Restating the data exactly is the whole task.

====== EXCERPTED RECORDS ======

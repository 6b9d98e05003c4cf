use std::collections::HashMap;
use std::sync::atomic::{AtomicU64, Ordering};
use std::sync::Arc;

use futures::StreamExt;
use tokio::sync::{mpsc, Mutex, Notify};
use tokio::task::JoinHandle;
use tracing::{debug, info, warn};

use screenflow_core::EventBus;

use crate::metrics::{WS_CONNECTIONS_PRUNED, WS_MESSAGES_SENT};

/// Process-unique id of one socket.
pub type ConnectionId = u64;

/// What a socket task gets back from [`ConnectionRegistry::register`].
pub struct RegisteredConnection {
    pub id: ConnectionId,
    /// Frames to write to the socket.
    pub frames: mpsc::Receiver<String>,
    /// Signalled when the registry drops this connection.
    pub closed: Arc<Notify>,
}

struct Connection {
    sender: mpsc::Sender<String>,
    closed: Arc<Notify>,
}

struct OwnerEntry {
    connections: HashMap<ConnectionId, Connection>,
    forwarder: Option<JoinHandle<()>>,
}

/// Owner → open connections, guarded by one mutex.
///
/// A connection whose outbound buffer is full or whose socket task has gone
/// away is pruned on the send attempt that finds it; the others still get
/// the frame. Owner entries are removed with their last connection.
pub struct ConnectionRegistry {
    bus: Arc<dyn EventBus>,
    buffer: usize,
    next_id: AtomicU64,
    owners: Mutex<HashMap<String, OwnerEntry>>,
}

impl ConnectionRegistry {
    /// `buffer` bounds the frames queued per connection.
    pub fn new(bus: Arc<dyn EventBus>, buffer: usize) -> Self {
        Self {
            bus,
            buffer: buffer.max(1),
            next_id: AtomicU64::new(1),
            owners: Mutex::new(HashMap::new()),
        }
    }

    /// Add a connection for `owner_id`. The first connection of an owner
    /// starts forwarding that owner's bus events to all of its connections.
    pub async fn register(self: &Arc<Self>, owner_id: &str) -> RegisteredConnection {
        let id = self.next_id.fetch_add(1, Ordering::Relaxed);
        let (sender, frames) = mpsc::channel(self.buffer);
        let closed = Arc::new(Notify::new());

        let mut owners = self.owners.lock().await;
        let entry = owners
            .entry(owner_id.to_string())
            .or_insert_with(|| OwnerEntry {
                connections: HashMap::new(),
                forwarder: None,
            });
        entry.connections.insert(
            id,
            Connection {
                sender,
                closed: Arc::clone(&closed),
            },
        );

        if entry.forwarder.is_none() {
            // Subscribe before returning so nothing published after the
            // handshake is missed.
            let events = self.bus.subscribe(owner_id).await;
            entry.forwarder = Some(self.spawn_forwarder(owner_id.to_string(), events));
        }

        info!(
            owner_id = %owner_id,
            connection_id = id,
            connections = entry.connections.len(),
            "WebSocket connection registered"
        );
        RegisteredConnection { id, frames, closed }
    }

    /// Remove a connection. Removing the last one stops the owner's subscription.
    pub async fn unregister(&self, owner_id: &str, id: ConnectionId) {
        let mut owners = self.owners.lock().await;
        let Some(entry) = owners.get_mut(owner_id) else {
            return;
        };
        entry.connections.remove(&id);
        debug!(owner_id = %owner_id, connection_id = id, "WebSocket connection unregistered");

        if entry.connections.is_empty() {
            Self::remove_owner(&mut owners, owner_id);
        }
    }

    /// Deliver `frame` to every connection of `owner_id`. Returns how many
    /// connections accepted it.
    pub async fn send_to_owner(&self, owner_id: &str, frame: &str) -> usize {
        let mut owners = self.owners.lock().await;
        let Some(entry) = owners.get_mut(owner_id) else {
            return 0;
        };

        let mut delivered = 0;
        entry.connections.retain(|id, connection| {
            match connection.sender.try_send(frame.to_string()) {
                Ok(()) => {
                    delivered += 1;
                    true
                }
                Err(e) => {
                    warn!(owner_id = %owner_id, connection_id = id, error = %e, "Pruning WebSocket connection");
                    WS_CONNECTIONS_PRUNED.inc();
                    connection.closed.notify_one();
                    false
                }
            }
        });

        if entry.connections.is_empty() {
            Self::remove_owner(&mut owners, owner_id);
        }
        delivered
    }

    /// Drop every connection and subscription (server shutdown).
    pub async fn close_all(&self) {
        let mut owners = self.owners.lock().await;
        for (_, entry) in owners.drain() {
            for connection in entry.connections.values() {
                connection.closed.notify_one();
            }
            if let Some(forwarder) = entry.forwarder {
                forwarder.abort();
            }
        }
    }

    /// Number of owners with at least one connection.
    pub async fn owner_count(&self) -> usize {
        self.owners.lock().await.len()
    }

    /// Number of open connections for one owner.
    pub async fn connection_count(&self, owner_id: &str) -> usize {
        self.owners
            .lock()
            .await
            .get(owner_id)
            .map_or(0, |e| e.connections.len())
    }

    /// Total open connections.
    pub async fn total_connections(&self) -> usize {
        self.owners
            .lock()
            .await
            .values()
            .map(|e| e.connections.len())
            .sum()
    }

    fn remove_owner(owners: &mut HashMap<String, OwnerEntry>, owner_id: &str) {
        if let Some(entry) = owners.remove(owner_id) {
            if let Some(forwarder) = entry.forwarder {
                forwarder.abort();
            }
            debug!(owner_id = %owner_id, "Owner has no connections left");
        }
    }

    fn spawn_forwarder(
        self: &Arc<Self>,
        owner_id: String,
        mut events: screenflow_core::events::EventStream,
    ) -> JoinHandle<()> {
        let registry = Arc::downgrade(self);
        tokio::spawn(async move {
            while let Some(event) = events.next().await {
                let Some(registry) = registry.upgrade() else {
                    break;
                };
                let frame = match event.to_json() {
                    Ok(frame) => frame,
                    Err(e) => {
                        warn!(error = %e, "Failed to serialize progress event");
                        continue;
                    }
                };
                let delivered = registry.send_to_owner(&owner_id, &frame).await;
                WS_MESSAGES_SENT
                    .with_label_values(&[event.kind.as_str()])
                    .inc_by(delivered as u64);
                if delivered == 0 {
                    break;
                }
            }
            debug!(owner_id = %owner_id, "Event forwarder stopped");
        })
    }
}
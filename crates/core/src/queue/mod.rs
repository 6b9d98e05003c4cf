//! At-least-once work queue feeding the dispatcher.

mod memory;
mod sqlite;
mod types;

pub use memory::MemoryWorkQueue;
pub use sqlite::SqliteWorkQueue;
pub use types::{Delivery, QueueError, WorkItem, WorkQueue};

======

* [TASK RESULT]
repository 6b9d98e05003c4cf
use std::collections::HashMap;
use std::sync::atomic::{AtomicU64, Ordering};
use std::sync::Arc;

use futures::StreamExt;
use tokio::sync::{mpsc, Mutex, Notify};
use tokio::task::JoinHandle;
use tracing::{debug, info, warn};

use screenflow_core::EventBus;

use crate::metrics::{WS_CONNECTIONS_PRUNED, WS_MESSAGES_SENT};

/// Process-unique id of one socket.
pub type ConnectionId = u64;

/// What a socket task gets back from [`ConnectionRegistry::register`].
pub struct RegisteredConnection {
    pub id: ConnectionId,
    /// Frames to write to the socket.
    pub frames: mpsc::Receiver<String>,
    /// Signalled when the registry drops this connection.
    pub closed: Arc<Notify>,
}

struct Connection {
    sender: mpsc::Sender<String>,
    closed: Arc<Notify>,
}

struct OwnerEntry {
    connections: HashMap<ConnectionId, Connection>,
    forwarder: Option<JoinHandle<()>>,
}

/// Owner → open connections, guarded by one mutex.
///
/// A connection whose outbound buffer is full or whose socket task has gone
/// away is pruned on the send attempt that finds it; the others still get
/// the frame. Owner entries are removed with their last connection.
pub struct ConnectionRegistry {
    bus: Arc<dyn EventBus>,
    buffer: usize,
    next_id: AtomicU64,
    owners: Mutex<HashMap<String, OwnerEntry>>,
}

impl ConnectionRegistry {
    /// `buffer` bounds the frames queued per connection.
    pub fn new(bus: Arc<dyn EventBus>, buffer: usize) -> Self {
        Self {
            bus,
            buffer: buffer.max(1),
            next_id: AtomicU64::new(1),
            owners: Mutex::new(HashMap::new()),
        }
    }

    /// Add a connection for `owner_id`. The first connection of an owner
    /// starts forwarding that owner's bus events to all of its connections.
    pub async fn register(self: &Arc<Self>, owner_id: &str) -> RegisteredConnection {
        let id = self.next_id.fetch_add(1, Ordering::Relaxed);
        let (sender, frames) = mpsc::channel(self.buffer);
        let closed = Arc::new(Notify::new());

        let mut owners = self.owners.lock().await;
        let entry = owners
            .entry(owner_id.to_string())
            .or_insert_with(|| OwnerEntry {
                connections: HashMap::new(),
                forwarder: None,
            });
        entry.connections.insert(
            id,
            Connection {
                sender,
                closed: Arc::clone(&closed),
            },
        );

        if entry.forwarder.is_none() {
            // Subscribe before returning so nothing published after the
            // handshake is missed.
            let events = self.bus.subscribe(owner_id).await;
            entry.forwarder = Some(self.spawn_forwarder(owner_id.to_string(), events));
        }

        info!(
            owner_id = %owner_id,
            connection_id = id,
            connections = entry.connections.len(),
            "WebSocket connection registered"
        );
        RegisteredConnection { id, frames, closed }
    }

    /// Remove a connection. Removing the last one stops the owner's subscription.
    pub async fn unregister(&self, owner_id: &str, id: ConnectionId) {
        let mut owners = self.owners.lock().await;
        let Some(entry) = owners.get_mut(owner_id) else {
            return;
        };
        entry.connections.remove(&id);
        debug!(owner_id = %owner_id, connection_id = id, "WebSocket connection unregistered");

        if entry.connections.is_empty() {
            Self::remove_owner(&mut owners, owner_id);
        }
    }

    /// Deliver `frame` to every connection of `owner_id`. Returns how many
    /// connections accepted it.
    pub async fn send_to_owner(&self, owner_id: &str, frame: &str) -> usize {
        let mut owners = self.owners.lock().await;
        let Some(entry) = owners.get_mut(owner_id) else {
            return 0;
        };

        let mut delivered = 0;
        entry.connections.retain(|id, connection| {
            match connection.sender.try_send(frame.to_string()) {
                Ok(()) => {
                    delivered += 1;
                    true
                }
                Err(e) => {
                    warn!(owner_id = %owner_id, connection_id = id, error = %e, "Pruning WebSocket connection");
                    WS_CONNECTIONS_PRUNED.inc();
                    connection.closed.notify_one();
                    false
                }
            }
        });

        if entry.connections.is_empty() {
            Self::remove_owner(&mut owners, owner_id);
        }
        delivered
    }

    /// Drop every connection and subscription (server shutdown).
    pub async fn close_all(&self) {
        let mut owners = self.owners.lock().await;
        for (_, entry) in owners.drain() {
            for connection in entry.connections.values() {
                connection.closed.notify_one();
            }
            if let Some(forwarder) = entry.forwarder {
                forwarder.abort();
            }
        }
    }

    /// Number of owners with at least one connection.
    pub async fn owner_count(&self) -> usize {
        self.owners.lock().await.len()
    }

    /// Number of open connections for one owner.
    pub async fn connection_count(&self, owner_id: &str) -> usize {
        self.owners
            .lock()
            .await
            .get(owner_id)
            .map_or(0, |e| e.connections.len())
    }

    /// Total open connections.
    pub async fn total_connections(&self) -> usize {
        self.owners
            .lock()
            .await
            .values()
            .map(|e| e.connections.len())
            .sum()
    }

    fn remove_owner(owners: &mut HashMap<String, OwnerEntry>, owner_id: &str) {
        if let Some(entry) = owners.remove(owner_id) {
            if let Some(forwarder) = entry.forwarder {
                forwarder.abort();
            }
            debug!(owner_id = %owner_id, "Owner has no connections left");
        }
    }

    fn spawn_forwarder(
        self: &Arc<Self>,
        owner_id: String,
        mut events: screenflow_core::events::EventStream,
    ) -> JoinHandle<()> {
        let registry = Arc::downgrade(self);
        tokio::spawn(async move {
            while let Some(event) = events.next().await {
                let Some(registry) = registry.upgrade() else {
                    break;
                };
                let frame = match event.to_json() {
                    Ok(frame) => frame,
                    Err(e) => {
                        warn!(error = %e, "Failed to serialize progress event");
                        continue;
                    }
                };
                let delivered = registry.send_to_owner(&owner_id, &frame).await;
                WS_MESSAGES_SENT
                    .with_label_values(&[event.kind.as_str()])
                    .inc_by(delivered as u64);
                if delivered == 0 {
                    break;
                }
            }
            debug!(owner_id = %owner_id, "Event forwarder stopped");
        })
    }
}
filename crates/core/src/queue/mod.rs
repository 6b9d98e05003c4cf
//! At-least-once work queue feeding the dispatcher.

mod memory;
mod sqlite;
mod types;

pub use memory::MemoryWorkQueue;
pub use sqlite::SqliteWorkQueue;
pub use types::{Delivery, QueueError, WorkItem, WorkQueue};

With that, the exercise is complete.